Furthermore, 2 hub genes of MRPS17 and CHCHD1 were co-expressed.[75] The hub gene MRPS17 physically interacted with ECSIT,[76] while TUBG1 showed physical interactions with NINL, KRT19, RPS11, and NEDD1. The hub gene of CHCHD1 also showed physical interaction with NEDD1.[77] Our PPI network analysis showed a large proportion of co-expression interactions among these four highlighted genes as well as other predicted genes. Consistently, we revealed remarkable changes in the co-expression interactions among these 4 genes between CAD patients and controls, indicating that these 4 genes may have joint functions in the pathogenesis of CAD. The main assumption of Sherlock Bayesian method[22] is that the abnormal expression of risk genes contribute susceptibility to the diseases of interest. In agreement with this assumption, we conducted a DGE analysis and observed that 3 genes of TUBG1, LY6G6C, and CHCHD1 were significantly expressed between CAD patients and controls. Together, we prioritized 4 genes as important candidates for CAD susceptibility.

In view of the influence of LD between SNPs, GWAS-reported genetic loci often have a number of highly LD SNPs with significant P values, which enhance the difficulty of searching authentic risk SNPs and relevant genes. For example, the MHC region on chromosome 6 contains many SNPs with complicated LD structures, which is hard to reveal genuine risk genes in this region by a single GWAS dataset. The method of Sherlock analysis used in our current analysis is designed to prioritize risk genes by integrating GWAS summary data with eQTL data. An eSNP for a specific risk gene should be significantly associated with CAD and expression level of this gene simultaneously. For example, the LY6G6C gene is mapped in a cluster of leukocyte antigen-6 (LY6) genes in the MHC region. We found 4 eSNPs of rs12049288, rs16990865, rs973716, rs1805105, which are not mapped in the MHC region, having trans-regulatory effects on LY6G6C expression and also associated with CAD, indicating that we could highlight CAD-risk genes which was not reported by the original GWAS by using the Sherlock integrative genomics method based on multiple omics datasets.

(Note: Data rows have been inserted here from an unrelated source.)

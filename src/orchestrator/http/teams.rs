//! `/teams` handlers (`spec.md` §6).

use super::AppState;
use crate::orchestrator::error::{Error, Result};
use crate::orchestrator::redaction::redact_value;
use crate::orchestrator::team::{Team, TopologyConfig};
use crate::orchestrator::topology;
use axum::extract::{Path, State};
use axum::http::StatusCode;
use axum::Json;
use serde::{Deserialize, Serialize};
use serde_json::Value;
use uuid::Uuid;

#[derive(Deserialize)]
pub struct CreateTeamRequest {
    pub name: String,
    #[serde(default)]
    pub description: String,
    pub topology: TopologyConfig,
    pub timeout_seconds: Option<u32>,
    pub max_iterations: Option<u32>,
}

#[derive(Serialize)]
pub struct ValidationResult {
    pub valid: bool,
    #[serde(skip_serializing_if = "Option::is_none")]
    pub errors: Option<Vec<crate::orchestrator::error::ValidationIssue>>,
}

#[derive(Deserialize, Default)]
pub struct TeamPatch {
    pub name: Option<String>,
    pub description: Option<String>,
    pub topology: Option<TopologyConfig>,
    pub timeout_seconds: Option<u32>,
    pub max_iterations: Option<u32>,
}

pub async fn create_team(
    State(state): State<AppState>,
    Json(body): Json<CreateTeamRequest>,
) -> Result<(StatusCode, Json<Value>)> {
    topology::validate(&body.topology, state.models.as_ref(), state.tools.as_ref())
        .await
        .map_err(Error::Validation)?;

    let mut team = Team::new(body.name, body.topology).with_description(body.description);
    if let Some(timeout) = body.timeout_seconds {
        team = team.with_timeout_seconds(timeout);
    }
    if let Some(max_iterations) = body.max_iterations {
        team = team.with_max_iterations(max_iterations);
    }

    let team = state.teams.insert(team).await?;
    Ok((StatusCode::CREATED, Json(redact_value(&serde_json::to_value(team).unwrap()))))
}

pub async fn validate_team(
    State(state): State<AppState>,
    Path(id): Path<Uuid>,
    body: Option<Json<TopologyConfig>>,
) -> Result<Json<ValidationResult>> {
    let candidate = match body {
        Some(Json(topology)) => topology,
        None => state.teams.get(id).await?.topology,
    };
    match topology::validate(&candidate, state.models.as_ref(), state.tools.as_ref()).await {
        Ok(()) => Ok(Json(ValidationResult { valid: true, errors: None })),
        Err(errors) => Ok(Json(ValidationResult { valid: false, errors: Some(errors) })),
    }
}

pub async fn get_team(State(state): State<AppState>, Path(id): Path<Uuid>) -> Result<Json<Value>> {
    let team = state.teams.get(id).await?;
    Ok(Json(redact_value(&serde_json::to_value(team).unwrap())))
}

pub async fn update_team(
    State(state): State<AppState>,
    Path(id): Path<Uuid>,
    Json(patch): Json<TeamPatch>,
) -> Result<Json<Value>> {
    let mut team = state.teams.get(id).await?;
    if let Some(topology) = patch.topology {
        topology::validate(&topology, state.models.as_ref(), state.tools.as_ref())
            .await
            .map_err(Error::Validation)?;
        team.topology = topology;
    }
    if let Some(name) = patch.name {
        team.name = name;
    }
    if let Some(description) = patch.description {
        team.description = description;
    }
    if let Some(timeout) = patch.timeout_seconds {
        team.timeout_seconds = timeout;
    }
    if let Some(max_iterations) = patch.max_iterations {
        team.max_iterations = max_iterations;
    }
    team.updated_at = chrono::Utc::now();
    let team = state.teams.update(team).await?;
    Ok(Json(redact_value(&serde_json::to_value(team).unwrap())))
}

pub async fn delete_team(State(state): State<AppState>, Path(id): Path<Uuid>) -> Result<StatusCode> {
    state.teams.delete(id).await?;
    Ok(StatusCode::NO_CONTENT)
}
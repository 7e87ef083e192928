//! Data model for Teams and their topology (`spec.md` §3).

use chrono::{DateTime, Utc};
use serde::{Deserialize, Serialize};
use std::collections::HashMap;
use uuid::Uuid;

/// Lifecycle status of a [`Team`].
#[derive(Debug, Clone, Copy, PartialEq, Eq, Serialize, Deserialize)]
#[serde(rename_all = "UPPERCASE")]
pub enum TeamStatus {
    Active,
    Inactive,
    Error,
}

/// Kind of a topology [`Node`].
#[derive(Debug, Clone, Copy, PartialEq, Eq, Hash, Serialize, Deserialize)]
#[serde(rename_all = "SCREAMING_SNAKE_CASE")]
pub enum NodeKind {
    GlobalSupervisor,
    NodeSupervisor,
    Agent,
}

/// Dispatch strategy used by a supervisor node among its ready children.
#[derive(Debug, Clone, Copy, PartialEq, Eq, Serialize, Deserialize)]
#[serde(rename_all = "SCREAMING_SNAKE_CASE")]
pub enum CoordinationStrategy {
    RoundRobin,
    Priority,
    Adaptive,
    Hierarchical,
    Parallel,
    Sequential,
}

/// `(provider_tag, model_id)` — resolved to a callable [`crate::orchestrator::registry::LlmClient`]
/// via the external [`crate::orchestrator::registry::ModelRegistry`].
#[derive(Debug, Clone, PartialEq, Eq, Serialize, Deserialize)]
pub struct ModelRef {
    pub provider_tag: String,
    pub model_id: String,
}

/// Per-node agent configuration. Present on `AGENT` nodes; supervisors ignore
/// most of it but may still carry `role`/`instructions` for their own
/// synthesis step.
#[derive(Debug, Clone, Serialize, Deserialize)]
pub struct AgentConfig {
    pub role: String,
    pub instructions: String,
    pub model_ref: ModelRef,
    #[serde(default)]
    pub tools: Vec<String>,
    #[serde(default = "default_temperature")]
    pub temperature: f32,
    pub max_tokens: u32,
}

fn default_temperature() -> f32 {
    1.0
}

/// A vertex in a [`TopologyConfig`].
#[derive(Debug, Clone, Serialize, Deserialize)]
pub struct Node {
    pub id: String,
    pub name: String,
    pub kind: NodeKind,
    pub agent_config: AgentConfig,
    /// Required for supervisor kinds; ignored for `AGENT`.
    pub coordination_strategy: Option<CoordinationStrategy>,
}

/// An edge of the topology DAG. `condition_label`, when parseable as a
/// number, is used as a `PRIORITY` dispatch weight (descending, missing = 0).
#[derive(Debug, Clone, Serialize, Deserialize)]
pub struct Edge {
    pub source_id: String,
    pub target_id: String,
    pub condition_label: Option<String>,
}

/// The declarative, validated shape of a [`Team`]'s agent graph.
#[derive(Debug, Clone, Serialize, Deserialize)]
pub struct TopologyConfig {
    pub nodes: HashMap<String, Node>,
    pub edges: Vec<Edge>,
    pub entry_point: String,
    pub output_schema: Option<serde_json::Value>,
}

impl TopologyConfig {
    /// Children of `node_id` in edge-declaration order.
    pub fn children_of<'a>(&'a self, node_id: &str) -> Vec<&'a Edge> {
        self.edges
            .iter()
            .filter(|e| e.source_id == node_id)
            .collect()
    }

    /// Parents (predecessors) of `node_id`.
    pub fn parents_of(&self, node_id: &str) -> Vec<&str> {
        self.edges
            .iter()
            .filter(|e| e.target_id == node_id)
            .map(|e| e.source_id.as_str())
            .collect()
    }

    /// Every node reachable from `node_id` via outgoing edges, `node_id` excluded.
    pub fn descendants_of(&self, node_id: &str) -> Vec<String> {
        let mut visited = std::collections::HashSet::new();
        let mut stack = vec![node_id.to_string()];
        let mut out = Vec::new();
        while let Some(current) = stack.pop() {
            for edge in self.edges.iter().filter(|e| e.source_id == current) {
                if visited.insert(edge.target_id.clone()) {
                    out.push(edge.target_id.clone());
                    stack.push(edge.target_id.clone());
                }
            }
        }
        out
    }
}

/// A named, validated topology blueprint (`spec.md` §3).
#[derive(Debug, Clone, Serialize, Deserialize)]
pub struct Team {
    pub id: Uuid,
    pub name: String,
    pub description: String,
    pub status: TeamStatus,
    pub timeout_seconds: u32,
    pub max_iterations: u32,
    pub topology: TopologyConfig,
    pub created_at: DateTime<Utc>,
    pub updated_at: DateTime<Utc>,
}

impl Team {
    /// Construct a new, `ACTIVE` team with the `spec.md` defaults
    /// (`timeout_seconds=300`, `max_iterations=50`).
    pub fn new(name: impl Into<String>, topology: TopologyConfig) -> Self {
        let now = Utc::now();
        Self {
            id: Uuid::new_v4(),
            name: name.into(),
            description: String::new(),
            status: TeamStatus::Active,
            timeout_seconds: 300,
            max_iterations: 50,
            topology,
            created_at: now,
            updated_at: now,
        }
    }

    pub fn with_description(mut self, description: impl Into<String>) -> Self {
        self.description = description.into();
        self
    }

    pub fn with_timeout_seconds(mut self, timeout_seconds: u32) -> Self {
        self.timeout_seconds = timeout_seconds;
        self
    }

    pub fn with_max_iterations(mut self, max_iterations: u32) -> Self {
        self.max_iterations = max_iterations;
        self
    }
}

Some limitations of current study should be cautious. Because of there existed heterogeneities among omics datasets and bioinformatics tools used in our current study, we used different methods for multiple testing correction for each dataset and analysis. Such as, simulated P values were used in the Sherlock analysis, empirical P values were used in the in silico permutation analysis and MAGMA gene-based analysis. Moreover, the association signals of current integrative genomics analysis were based on European population. More studies based on other ethnicities are warranted. Based on the Sherlock Bayesian algorithm, these GWAS and eQTL datasets used in current integrative genomics analysis was derived from different populations. There existed heterogeneity across datasets. Further studies with GWAS and eQTL data from the same population are warranted. Although we prioritized 4 important genes associated with CAD, we did not explore the causal relationships between risk genes and CAD. Further studies are needed to uncover the molecular mechanisms of 4 genes such as CHCHD1 and TUBG1 for CAD risk.

5. Conclusions

In summary, the current investigation was based on a comprehensive in silico genomics analysis that revealed CAD-associated susceptible eSNPs, genes, and pathways. The GWAS data combined with eQTL information were used to elucidate the regulatory effects of SNPs on CAD. The topology data of protein–protein regulatory correlations 4 highlighted genes with vital roles in CAD risk. However, additional in vitro and in vivo studies are essential for the identification of the molecular functions and biological mechanisms of these prioritized genes implicated in the pathogenesis of CAD.

Author contributions

Conceptualization: Yunlong Ma, Yizhou Xu.

Data curation: Yigang Zhong, Liuying Chen, Jingjing Li, Yinghao Yao, Qiang Liu, Kaimeng Niu, Yunlong Ma.

Formal analysis: Liuying Chen, Jingjing Li, Yinghao Yao, Qiang Liu, Kaimeng Niu, Yunlong Ma.

Funding acquisition: Yunlong Ma, Yizhou Xu.

Methodology: Kaimeng Niu, Yizhou Xu.

Software: Qiang Liu.

Supervision: Yigang Zhong, Yunlong Ma, Yizhou Xu.

Visualization: Qiang Liu, Kaimeng Niu, Yunlong Ma.

Writing – original draft: Yigang Zhong, Liuying Chen, Jingjing Li, Yunlong Ma, Yizhou Xu.

Writing – review & editing: Yigang Zhong, Yunlong Ma, Yizhou Xu.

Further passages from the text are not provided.